Does Connecticut require attorneys to disclose AI use in state court filings? No. Connecticut has no AI disclosure rule for attorneys — but it's not sitting idle. The CT Judicial Branch AI Committee is actively studying the issue, which means Connecticut is in the task-force phase that typically precedes formal rulemaking. No rule exists today, and no draft proposal has been published, but the infrastructure for one is being built.

For managing partners at Connecticut firms, the task-force stage is your preparation window. Connecticut's judiciary is methodical — when the AI Committee publishes recommendations, the Judicial Branch will likely move quickly to implement them. Firms that wait for the final rule to start building protocols will be scrambling.


The CT Judicial Branch AI Committee: What We Know

The Connecticut Judicial Branch established an AI Committee to study the use of artificial intelligence in the court system and legal practice. The committee's scope includes examining how AI tools affect court filings, judicial operations, and attorney practice. It's reviewing approaches from other states, federal courts, and bar associations to develop recommendations specific to Connecticut's court system. The committee hasn't published formal recommendations or draft rules yet. Connecticut's rulemaking process typically moves from committee study to recommendations to a public comment period before adoption — so even after the committee reports, implementation will take months.

Connecticut's Current Rules That Apply to AI Use

Connecticut attorneys using AI tools are governed by the Connecticut Rules of Professional Conduct. Rule 1.1 (Competence) requires understanding AI tool capabilities and limitations. Rule 1.6 (Confidentiality) restricts inputting client data into AI platforms without proper safeguards and client consent. Rule 3.3 (Candor Toward the Tribunal) prohibits submitting fabricated citations regardless of how they were generated. Rule 5.3 (Responsibilities Regarding Nonlawyer Assistance) extends supervisory duties to AI tools used in legal practice. The Connecticut Bar Association has discussed AI ethics but hasn't issued a standalone formal ethics opinion on AI use in litigation.
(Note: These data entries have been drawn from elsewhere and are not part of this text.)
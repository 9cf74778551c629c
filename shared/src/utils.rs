//! # Shared Utility Functions
//!
//! Display helpers used by both the session library and its consumers.
//!
//! Stellar public keys are 56-character base32 strings; showing them in full
//! wrecks most layouts, so the render surface gets an ellipsized form.

/// Format a wallet identity by keeping the first `prefix` and last `suffix`
/// characters with an ellipsis in between.
///
/// Identities too short to truncate meaningfully are returned unchanged.
/// Identities are ASCII (base32), so byte slicing is safe.
///
/// # Examples
///
/// ```rust
/// use shared::utils::format_identity;
///
/// let key = "GDQP2KPQGKIHYJGXNUIYOMHARUARCA7DJT5FO2FFOOKY3B2WSQHG4W37";
/// assert_eq!(format_identity(key, 4, 4), "GDQP...4W37");
/// assert_eq!(format_identity(key, 6, 3), "GDQP2K...W37");
/// assert_eq!(format_identity("short", 4, 4), "short");
/// ```
pub fn format_identity(identity: &str, prefix: usize, suffix: usize) -> String {
    let len = identity.len();
    if len <= prefix + suffix || prefix >= len || suffix >= len {
        return identity.to_string();
    }

    let (head, _) = identity.split_at(prefix);
    let (_, tail) = identity.split_at(len - suffix);
    format!("{}...{}", head, tail)
}

/// Format a wallet identity with the default 4-character prefix and suffix.
///
/// # Examples
///
/// ```rust
/// use shared::utils::truncate_identity;
///
/// let key = "GDQP2KPQGKIHYJGXNUIYOMHARUARCA7DJT5FO2FFOOKY3B2WSQHG4W37";
/// assert_eq!(truncate_identity(key), "GDQP...4W37");
/// ```
pub fn truncate_identity(identity: &str) -> String {
    format_identity(identity, 4, 4)
}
What Connecticut Attorneys Should Expect

Based on the trajectories of other task-force states, Connecticut's AI Committee will likely recommend one of three approaches: a statewide court rule requiring disclosure (the California/Florida model), amendments to the Rules of Professional Conduct addressing AI specifically (the ethics-focused approach), or guidance without mandatory requirements (the educational approach). Connecticut's judicial culture favors structured, rule-based approaches. The Judicial Branch has historically preferred clear requirements over informal guidance. That suggests the committee's recommendations will include some form of mandatory disclosure — the question is scope and specificity.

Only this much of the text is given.